Propionic acid production in an in situ cell retention bioreactor by V. Goswami; A. Srivastava (pp. 676-680).
Continuous fermentations were conducted with in situ cell retention using spin filters (pore size 5 µm and 10 µm) for propionic acid production by Propionibacterium acidipropionici. Continuous fermentation with a 5-µm pore size spin filter resulted in 50% cell retention. Propionic acid productivity was enhanced (0.9 g l–1 h–1) by approximately four-fold compared to conventional batch fermentation (0.25 g l–1 h–1). The in situ cell retention (5-µm pore size spin filter) bioreactor was operated continuously and smoothly for 8 days at a dilution rate of D=0.05 h–1.
Spacer-mediated display of active lipase on the yeast cell surface by M. Washida; S. Takahashi; M. Ueda; A. Tanaka (pp. 681-686).
We have constructed a Saccharomyces cerevisiae strain displaying an active lipase on the cell surface by cell surface engineering.

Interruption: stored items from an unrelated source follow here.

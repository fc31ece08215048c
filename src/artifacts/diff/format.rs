use crate::artifacts::diff::hunk::{Hunk, LineTag};
use crate::artifacts::diff::patch::{FileDiff, NO_NEWLINE_MARKER};
use colored::Colorize;
use std::io::Write;

/// Write `diff` in unified form with terminal colors
///
/// Colors are dropped automatically when `colored` is disabled (`NO_COLOR`,
/// non-terminal output).
pub fn write_colored(diff: &FileDiff, writer: &mut dyn Write) -> std::io::Result<()> {
    writeln!(writer, "{}", format!("--- {}", diff.old_path).bold())?;
    writeln!(writer, "{}", format!("+++ {}", diff.new_path).bold())?;

    for (hunk_index, hunk) in diff.hunks.iter().enumerate() {
        write_hunk(diff, hunk_index, hunk, writer)?;
    }

    Ok(())
}

fn write_hunk(diff: &FileDiff, hunk_index: usize, hunk: &Hunk, writer: &mut dyn Write) -> std::io::Result<()> {
    writeln!(writer, "{}", hunk.header().cyan())?;

    for (line_index, line) in hunk.lines.iter().enumerate() {
        let text = line.to_string();
        match line.tag {
            LineTag::Context => writeln!(writer, "{text}")?,
            LineTag::Delete => writeln!(writer, "{}", text.red())?,
            LineTag::Insert => writeln!(writer, "{}", text.green())?,
        }
        if diff.lacks_newline_after(hunk_index, line_index) {
            writeln!(writer, "{NO_NEWLINE_MARKER}")?;
        }
    }

    Ok(())
}

#[cfg(test)]
mod tests {
    use super::*;
    use crate::artifacts::diff::diff_text;
    use pretty_assertions::assert_eq;

    #[test]
    fn uncolored_output_matches_serialization() {
        colored::control::set_override(false);
        let diff = diff_text("a.txt", "a.txt", "one\ntwo\n", "one\n2\n");

        let mut out = Vec::new();
        write_colored(&diff, &mut out).unwrap();

        assert_eq!(String::from_utf8(out).unwrap(), diff.serialize());
    }

    #[test]
    fn uncolored_output_includes_the_newline_marker() {
        colored::control::set_override(false);
        let diff = diff_text("a.txt", "a.txt", "one\ntwo", "one\n2");

        let mut out = Vec::new();
        write_colored(&diff, &mut out).unwrap();

        let out = String::from_utf8(out).unwrap();
        assert_eq!(out, diff.serialize());
        assert!(out.ends_with("+2\n\\ No newline at end of file\n"));
    }
}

The gene encoding Rhizopus oryzae lipase (ROL) was fused with the genes encoding the pre-α-factor leader sequence and the C-terminal half of α-agglutinin including the glycosylphosphatidylinositol-anchor attachment signal. The constructed gene was overexpressed under the control of the glyceraldehyde-3-phosphate dehydrogenase promoter. Linker peptides (spacers) consisting of the Gly/Ser repeat sequence were inserted at the C-terminal portion of ROL to enhance lipase activity by preserving the conformation of the active site near the C-terminal portion. Localization of the expressed ROL on the cell surface was confirmed by immunofluorescence microscopy. The ROL displayed on the yeast cell wall exhibited activity toward soluble 2,3-dimercaptopropan-1-ol tributyl ester (BALB) and insoluble triolein. The insertion of linker peptides effected the activity towards BALB, thereby demonstrating that the optimal length of linker peptides was present. The activity towards triolein was higher in lipases with longer linker peptides. ROL displayed on the cell wall exhibited a comparable and/or higher activity towards triolein than the secreted form of the enzyme. This is the first report of an active lipase displayed on the cell surface. Furthermore, insertion of a linker peptide of the appropriate length as a spacer may be an improved method to effectively display enzymes, especially those having the active region at the C-terminal portion, on the cell surface.
Pressure measurement to evaluate ethanol or lactic acid production during glucose fermentation by yeast or heterofermentative bacteria in pure and mixed culture by M. Wick; J.-M. Lebeault (pp. 687-692).
A rapid and simple technique to follow CO2 release during fermentation of glucose by heterofermentative bacteria or yeasts was used in order to evaluate ethanol and lactate production in pure and mixed cultures of yeast and bacteria. In pure cultures, good correlations were found between gas pressure variations (ΔP) and ethanol or lactate production by yeasts or heterofermentative bacteria, and ratios between ΔP and ethanol or lactate produced could be established. In mixed cultures, ratios between maximal ΔP and total amount of glucose consumed were determined. It was thus possible to evaluate the amount of glucose that was consumed by each strain and then deduce the bacterial lactate production. Good results were obtained for mixed cultures of yeast and homofermentative bacteria. This technique may be useful to evaluate the activity of strains in mixed cultures of yeast and lactic acid bacteria.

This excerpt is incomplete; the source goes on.